Bearbeitungsstand

15.5.2008

Identifikations-Nr.

24285

Rubrik

Luft/Industrieanlagen

Bezeichnung

Leitlinien der Gemeinschaft für staatliche Umweltschutzbeihilfen

Umweltpolitischer Kontext

Die Beihilfenkontrolle durch die EU-Kommission im Bereich des Umweltschutzes soll in erster Linie sicherstellen, dass die staatlichen Beihilfemaßnahmen zu einer Umweltentlastung führen, die ohne die Beihilfe nicht eintreten würde. Außerdem wird geprüft, ob die positiven Auswirkungen der Beihilfe die negativen Folgen wie insbesondere Wettbewerbsverzerrungen überwiegen.

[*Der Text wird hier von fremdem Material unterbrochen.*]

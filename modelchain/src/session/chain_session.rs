//! The orchestrator-owned half of a chain session.

use super::SessionHandle;
use crate::cancellation::CancellationToken;
use crate::core::{ChainState, StageResult};
use crate::errors::ChainError;
use crate::utils::generate_session_id;
use std::sync::Arc;

/// Live tracking record for one chain run.
///
/// Owned exclusively by the task executing the chain. Stage outputs are
/// stored here and never in the shared [`SessionHandle`].
#[derive(Debug)]
pub struct ChainSession {
    handle: Arc<SessionHandle>,
    state: ChainState,
    outputs: Vec<StageResult>,
}

impl ChainSession {
    /// Creates a session with a fresh id for a validated topic.
    #[must_use]
    pub fn new(topic: impl Into<String>) -> Self {
        Self::with_handle(Arc::new(SessionHandle::new(generate_session_id(), topic)))
    }

    /// Creates a session around an existing handle.
    #[must_use]
    pub fn with_handle(handle: Arc<SessionHandle>) -> Self {
        Self {
            handle,
            state: ChainState::Idle,
            outputs: Vec::new(),
        }
    }

    /// Returns the session id.
    #[must_use]
    pub fn id(&self) -> &str {
        self.handle.id()
    }

    /// Returns the topic.
    #[must_use]
    pub fn topic(&self) -> &str {
        self.handle.topic()
    }

    /// Returns the shared handle.
    #[must_use]
    pub fn handle(&self) -> &Arc<SessionHandle> {
        &self.handle
    }

    /// Returns the cancellation token.
    #[must_use]
    pub fn token(&self) -> &CancellationToken {
        self.handle.token()
    }

    /// Returns the current state.
    #[must_use]
    pub fn state(&self) -> ChainState {
        self.state
    }

    /// Returns the index of the next stage to record.
    #[must_use]
    pub fn current_stage_index(&self) -> usize {
        self.outputs.len()
    }

    /// Returns the recorded stage outputs in order.
    #[must_use]
    pub fn outputs(&self) -> &[StageResult] {
        &self.outputs
    }

    /// Returns the cleaned text of the most recent stage.
    #[must_use]
    pub fn last_output(&self) -> Option<&str> {
        self.outputs.last().map(|result| result.cleaned_text.as_str())
    }

    /// Fails with [`ChainError::Cancelled`] once cancellation was requested.
    pub(crate) fn ensure_active(&self) -> Result<(), ChainError> {
        if self.handle.is_cancelled() {
            Err(ChainError::Cancelled)
        } else {
            Ok(())
        }
    }

    /// Moves to `next`, rejecting transitions the state machine forbids.
    pub(crate) fn transition(&mut self, next: ChainState) -> Result<(), ChainError> {
        if !self.state.can_transition_to(next) {
            return Err(ChainError::Internal(format!(
                "illegal transition {} -> {next}",
                self.state
            )));
        }
        self.state = next;
        self.handle.publish_state(next);
        Ok(())
    }

    /// Forces the terminal `Aborted` state unless already terminal.
    pub(crate) fn abort(&mut self) {
        if !self.state.is_terminal() {
            self.state = ChainState::Aborted;
            self.handle.publish_state(ChainState::Aborted);
        }
    }

    pub(crate) fn record(&mut self, result: StageResult) {
        self.outputs.push(result);
    }

    pub(crate) fn take_outputs(&mut self) -> Vec<StageResult> {
        std::mem::take(&mut self.outputs)
    }
}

Durch die neuen Leitlinien soll sichergestellt werden, dass die Beihilfen gezielter und stärker nach wirtschaftlichen Gesichtspunkten vergeben und die Verfahren optimiert werden. Ein weiteres Anliegen der Kommission besteht darin, umweltpolitische und technische Entwicklungen sowie die bisherigen Erfahrungen mit Umweltschutzbeihilfen mit in ihre Überlegungen einzubeziehen. Schließlich sollen die Prüfungsvorgaben für mehr Rechtssicherheit und Transparenz bei der Beschlussfassung über die Genehmigung von Umweltschutzbeihilfen sorgen.

Dokumententyp

EG-Leitlinie

Normgeber

EU

Status/Verfahrensstand

In Kraft

Wesentlicher Inhalt

Die Leitlinien gelten für die Prüfung, ob nationale staatliche Umweltschutzbeihilfen zulässig sind. Sie gelten für Beihilfen zur Förderung des Umweltschutzes in allen Bereichen des EG-Vertrags, einschließlich der Bereiche, in denen für staatliche Beihilfen besondere Gemeinschaftsvorschriften gelten (Stahl, Schiffbau, Kraftfahrzeuge, Kunstfasern, Verkehr, Steinkohlenbergbau, Landwirtschaft und Fischerei), sofern diese nichts anderes bestimmen. Vom Anwendungsbereich der Leitlinien ausgenommen sind die Entwicklung und Herstellung umweltverträglicher Produkte, Maschinen und Beförderungsmittel, die mit einem geringeren Einsatz natürlicher Ressourcen betrieben werden sollen, sowie Maßnahmen in Produktionsbetrieben oder -anlagen zur Verbesserung der Sicherheit oder Hygiene.

Die Leitlinien enthalten Vorschriften für zwei Arten von Prüfungen: eine Standardprüfung nach Kapitel 3 für Beihilfemaßnahmen unterhalb eines bestimmten Schwellenwerts oder bei Beihilfen an Unternehmen deren Produktionskapazität einen bestimmten Schwellenwert nicht übersteigt und eine eingehende Prüfung bei Überschreitung dieses Schwellenwerts sowie bei Beihilfen an Unternehmen deren Produktionskapazität diesen Schwellenwert übersteigt und bei Beihilfen für neue Anlagen zur Erzeugung erneuerbarer Energien, die auf der Grundlage der vermiedenen externen Kosten berechnet werden (Kapitel 5). Daneben gelten besondere Vorschriften für Beihilfen in Form von Umweltsteuerermäßigungen oder -befreiungen, die in Kapitel 4 festgelegt sind.

Betroffene

Betroffene der Richtlinie sind gegebenenfalls die Anbieter von ineffizienten Umwelttechnologien.

Marktchancen - Auswirkungen auf die Umwelttechnologieunternehmen

Marktchancen ergeben sich tendenziell für die Hersteller von wettbewerbsfähigen und effizienten Umwelttechnologien.